CalArts was the ideal venue to formulate the OSS project – my alma mater where I received my MFA in Music Composition – an institution that is renowned for encouraging a culture of experimentation and expanding the boundaries of discipline and media. The central concept of the course was to provide CalArts students, all of whom were in residence at the Institute, a visceral experience of the virtual, that is, an immersion in net art and culture through study in the medium itself. Students from the various disciplines at CalArts (music, art, dance, theater, and film) were engaged in weekly, telematic sessions via Adobe Connect, web-conferencing software used to host lectures, discussion, presentation, and chat. These live sessions focused on topics ranging from the history of networked art to issues of privacy, surveillance, distributed presence, and virtual identity. At the heart of the OSS experience at CalArts, the course was intended to encourage and inspire collective learning, research, documentation, and production. For this purpose, we created a WordPress site that served as virtual studio space and a dynamic database. The OSS site was a multi-author system, in which all 11 students were provided with accounts for posting and sharing their writing and media, engaging in asynchronous online discussion, and participating in social media feeds.
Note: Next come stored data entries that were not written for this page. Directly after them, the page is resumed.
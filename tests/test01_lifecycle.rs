use std::sync::Arc;
use std::time::Duration;

use sql_fluent::prelude::*;
use sql_fluent::test_utils::{ScriptedProvider, Step};
use sql_fluent::{ProviderError, TransactionOp};

fn executor(provider: &ScriptedProvider, mode: ConnectionMode) -> SqlExecutor {
    SqlExecutor::new(Arc::new(provider.clone()), "scripted", mode)
}

#[test]
fn normal_mode_closes_after_every_statement() -> Result<(), SqlFluentDbError> {
    let provider = ScriptedProvider::new();
    provider.push(Step::affected(1)).push(Step::affected(2));
    let mut exec = executor(&provider, ConnectionMode::Normal);

    exec.set_sql("UPDATE t SET a = @a")?.add_in_parameter("@a", 1)?;
    assert_eq!(exec.execute()?, 1);
    assert!(!exec.is_open());
    assert_eq!(exec.execute()?, 2);
    assert!(!exec.is_open());

    let counters = provider.counters();
    assert_eq!(counters.connects, 1, "connection object is created once and reused");
    assert_eq!(counters.opens, 2);
    assert_eq!(counters.closes, 2);
    Ok(())
}

#[test]
fn normal_mode_closes_after_provider_failure() -> Result<(), SqlFluentDbError> {
    let provider = ScriptedProvider::new();
    provider.push(Step::fail(50_000, "deadlock victim"));
    let mut exec = executor(&provider, ConnectionMode::Normal);

    let err = exec
        .set_sql("UPDATE t SET a = @a")?
        .add_in_parameter("@a", 1)?
        .execute()
        .unwrap_err();
    assert!(matches!(
        err,
        SqlFluentDbError::Provider(ProviderError::Native { code: 50_000, .. })
    ));
    assert!(!exec.is_open());
    assert_eq!(provider.counters().closes, 1);
    Ok(())
}

#[test]
fn transactional_mode_holds_connection_until_dispose() -> Result<(), SqlFluentDbError> {
    let provider = ScriptedProvider::new();
    let mut exec = executor(&provider, ConnectionMode::Transactional);
    exec.set_sql("UPDATE t SET a = @a")?.add_in_parameter("@a", 1)?;
    for _ in 0..3 {
        exec.execute()?;
        assert!(exec.is_open());
    }
    exec.close()?;
    assert!(exec.is_open(), "close is a no-op outside normal mode");

    let counters = provider.counters();
    assert_eq!(counters.opens, 1);
    assert_eq!(counters.closes, 0);

    exec.dispose()?;
    exec.dispose()?;
    assert!(!exec.is_open());
    assert_eq!(provider.counters().closes, 1, "second dispose must not close again");
    Ok(())
}

#[test]
fn multiple_result_sets_mode_also_holds_connection() -> Result<(), SqlFluentDbError> {
    let provider = ScriptedProvider::new();
    let mut exec = executor(&provider, ConnectionMode::MultipleResultSets);
    exec.set_sql("SELECT @a")?.add_in_parameter("@a", 1)?;
    exec.scalar::<i32>()?;
    exec.scalar::<i32>()?;
    assert!(exec.is_open());
    assert_eq!(provider.counters().opens, 1);
    Ok(())
}

#[test]
fn dropping_an_executor_closes_its_connection() -> Result<(), SqlFluentDbError> {
    let provider = ScriptedProvider::new();
    {
        let mut exec = executor(&provider, ConnectionMode::Transactional);
        exec.set_sql("UPDATE t SET a = @a")?.add_in_parameter("@a", 1)?;
        exec.execute()?;
    }
    assert_eq!(provider.counters().closes, 1);
    Ok(())
}

#[test]
fn dispose_without_open_connection_closes_nothing() -> Result<(), SqlFluentDbError> {
    let provider = ScriptedProvider::new();
    let mut exec = executor(&provider, ConnectionMode::Normal);
    exec.set_sql("UPDATE t SET a = @a")?.add_in_parameter("@a", 1)?;
    exec.execute()?;
    exec.dispose()?;
    assert_eq!(provider.counters().closes, 1);
    Ok(())
}

#[test]
fn executor_is_unusable_after_dispose() -> Result<(), SqlFluentDbError> {
    let provider = ScriptedProvider::new();
    let mut exec = executor(&provider, ConnectionMode::Normal);
    exec.dispose()?;
    assert!(exec.is_disposed());
    assert!(matches!(
        exec.set_sql("SELECT @a")
            .and_then(|e| e.add_in_parameter("@a", 1))
            .map(|_| ()),
        Err(SqlFluentDbError::InvalidState(_))
    ));
    assert!(matches!(exec.open(), Err(SqlFluentDbError::InvalidState(_))));
    Ok(())
}

#[test]
fn text_commands_without_parameters_never_touch_the_connection() -> Result<(), SqlFluentDbError> {
    let provider = ScriptedProvider::new();
    let mut exec = executor(&provider, ConnectionMode::Normal);

    exec.set_sql("DELETE FROM t")?;
    assert!(matches!(exec.execute(), Err(SqlFluentDbError::InvalidState(_))));
    assert!(matches!(
        exec.scalar::<i32>(),
        Err(SqlFluentDbError::InvalidState(_))
    ));
    assert!(matches!(
        exec.read(|_| Ok(()), |_, _| Ok(())),
        Err(SqlFluentDbError::InvalidState(_))
    ));
    assert!(matches!(exec.prepare(), Err(SqlFluentDbError::InvalidState(_))));
    assert_eq!(provider.counters().connects, 0);

    // Stored procedures may legitimately take no parameters.
    exec.set_stored_procedure("usp_purge")?;
    exec.execute()?;
    assert_eq!(provider.counters().executions, 1);
    Ok(())
}

#[test]
fn running_without_a_command_is_invalid() {
    let provider = ScriptedProvider::new();
    let mut exec = executor(&provider, ConnectionMode::Normal);
    let err = exec.execute().unwrap_err();
    assert!(matches!(err, SqlFluentDbError::InvalidState(_)));
    assert!(matches!(
        exec.set_sql(""),
        Err(SqlFluentDbError::MissingArgument(_))
    ));
    assert!(matches!(
        exec.set_command("users", CommandKind::TableDirect),
        Err(SqlFluentDbError::Unsupported(_))
    ));
}

#[test]
fn replacing_the_command_clears_parameters() -> Result<(), SqlFluentDbError> {
    let provider = ScriptedProvider::new();
    let mut exec = executor(&provider, ConnectionMode::Normal);
    exec.set_sql("SELECT @a")?.add_in_parameter("@a", 1)?;
    exec.set_sql("SELECT @b")?;
    assert!(exec.command().parameters().is_empty());
    Ok(())
}

#[test]
fn open_failures_are_returned_unclassified() -> Result<(), SqlFluentDbError> {
    let provider = ScriptedProvider::new().failing_open("server unreachable");
    let mut exec = executor(&provider, ConnectionMode::Normal);
    let hits = Arc::new(std::sync::atomic::AtomicUsize::new(0));
    let seen = Arc::clone(&hits);
    exec.on_constraint_violation(move |_| {
        seen.fetch_add(1, std::sync::atomic::Ordering::SeqCst);
    });

    let err = exec
        .set_sql("SELECT @a")?
        .add_in_parameter("@a", 1)?
        .execute()
        .unwrap_err();
    assert!(matches!(
        err,
        SqlFluentDbError::Provider(ProviderError::Connection(ref m)) if m == "server unreachable"
    ));
    assert_eq!(hits.load(std::sync::atomic::Ordering::SeqCst), 0);
    Ok(())
}

#[test]
fn unknown_connection_name_fails_on_open_not_on_build() -> Result<(), SqlFluentDbError> {
    let provider = ScriptedProvider::new();
    let settings = Settings::from_json(r#"{ "ConnectionStrings": { "Main": "scripted" } }"#)?;
    let mut exec =
        ConfiguredExecutorBuilder::new(Arc::new(provider.clone()), settings, "Missing").build();
    let err = exec
        .set_sql("SELECT @a")?
        .add_in_parameter("@a", 1)?
        .execute()
        .unwrap_err();
    assert!(matches!(
        err,
        SqlFluentDbError::Provider(ProviderError::Connection(_))
    ));
    assert_eq!(provider.counters().opens, 0);
    Ok(())
}

#[test]
fn transactions_require_transactional_mode() -> Result<(), SqlFluentDbError> {
    let provider = ScriptedProvider::new();
    let mut exec = executor(&provider, ConnectionMode::Normal);
    assert!(matches!(
        exec.begin_transaction(),
        Err(SqlFluentDbError::InvalidState(_))
    ));

    let mut exec = executor(&provider, ConnectionMode::Transactional);
    assert!(matches!(exec.commit(), Err(SqlFluentDbError::InvalidState(_))));
    exec.begin_transaction()?;
    exec.set_sql("UPDATE t SET a = @a")?.add_in_parameter("@a", 1)?;
    exec.execute()?;
    exec.commit()?;
    exec.begin_transaction()?;
    exec.rollback()?;
    assert_eq!(
        provider.counters().transactions,
        vec![
            TransactionOp::Begin,
            TransactionOp::Commit,
            TransactionOp::Begin,
            TransactionOp::Rollback
        ]
    );
    Ok(())
}

#[tokio::test]
async fn async_execution_follows_the_same_lifecycle() -> Result<(), SqlFluentDbError> {
    let provider = ScriptedProvider::new();
    provider.push(Step::affected(4));
    let mut exec = executor(&provider, ConnectionMode::Normal);
    exec.set_sql("DELETE FROM t WHERE a = @a")?.add_in_parameter("@a", 1)?;
    assert_eq!(exec.execute_async().await?, 4);
    assert!(!exec.is_open());

    let mut exec = executor(&provider, ConnectionMode::Transactional);
    let token = CancellationToken::new();
    exec.begin_transaction_async(&token).await?;
    exec.set_sql("DELETE FROM t WHERE a = @a")?.add_in_parameter("@a", 1)?;
    exec.execute_async_with_cancel(&token).await?;
    exec.commit_async(&token).await?;
    assert!(exec.is_open());
    Ok(())
}

#[tokio::test]
async fn cancellation_before_start_is_reported_distinctly() -> Result<(), SqlFluentDbError> {
    let provider = ScriptedProvider::new();
    let mut exec = executor(&provider, ConnectionMode::Normal);
    exec.set_sql("SELECT @a")?.add_in_parameter("@a", 1)?;
    let token = CancellationToken::new();
    token.cancel();
    let err = exec.execute_async_with_cancel(&token).await.unwrap_err();
    assert!(err.is_cancelled());
    assert_eq!(provider.counters().executions, 0);
    Ok(())
}

#[tokio::test]
async fn cancellation_mid_statement_still_closes() -> Result<(), SqlFluentDbError> {
    let provider = ScriptedProvider::new();
    provider.push(Step::affected(1).with_delay(Duration::from_secs(30)));
    let mut exec = executor(&provider, ConnectionMode::Normal);
    exec.set_sql("SELECT @a")?.add_in_parameter("@a", 1)?;

    let token = CancellationToken::new();
    let trigger = token.clone();
    tokio::spawn(async move {
        tokio::time::sleep(Duration::from_millis(20)).await;
        trigger.cancel();
    });

    let err = exec.execute_async_with_cancel(&token).await.unwrap_err();
    assert!(err.is_cancelled());
    assert!(!exec.is_open());
    assert_eq!(provider.counters().closes, 1);
    Ok(())
}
In 2013, I joined the faculty of the School of Art, Design & Media (ADM) at Nanyang Technological University in Singapore, where the OSS project underwent a “2nd generation” of conceptualization and development. In 2014, we designed a new OSS environment that invited students to collectively work across a network of WordPress sites, known as a “Multi-Site.” The realization of open source studio had expanded into a suite of studios as found in studio commons, in which artists are exposed to the work of others, encouraging the cross-pollination of ideas and inspiration through collective, peer-to-peer artistic production in the networked space.

It was at this point that I realized that Open Source Studio, for both teaching and working as an artist, had pointed to the potential of an intensely networked practice that collapsed geographic and spatial boundaries, connected studios, encouraged collaborative thinking, and catalyzed what has been referred to as DIWO (Do it With Others), in which individual artistic practices are networked as part of a larger social system, a dynamic that links artistic production with collaboration, dialogue and collective research.

This essay is intended to detail the conceptual framework behind Open Source Studio: as an idea, a way of working, a system of teaching studio art, and a philosophical position on open source practices that suggests how artists might further recalibrate their relationship with the network as a medium to expand their research and work (if they haven’t already). In an increasingly connected telematic society, the notion of the solitary artist sequestered in their studio may truly be a thing of the past. I invite you to consider the possibilities.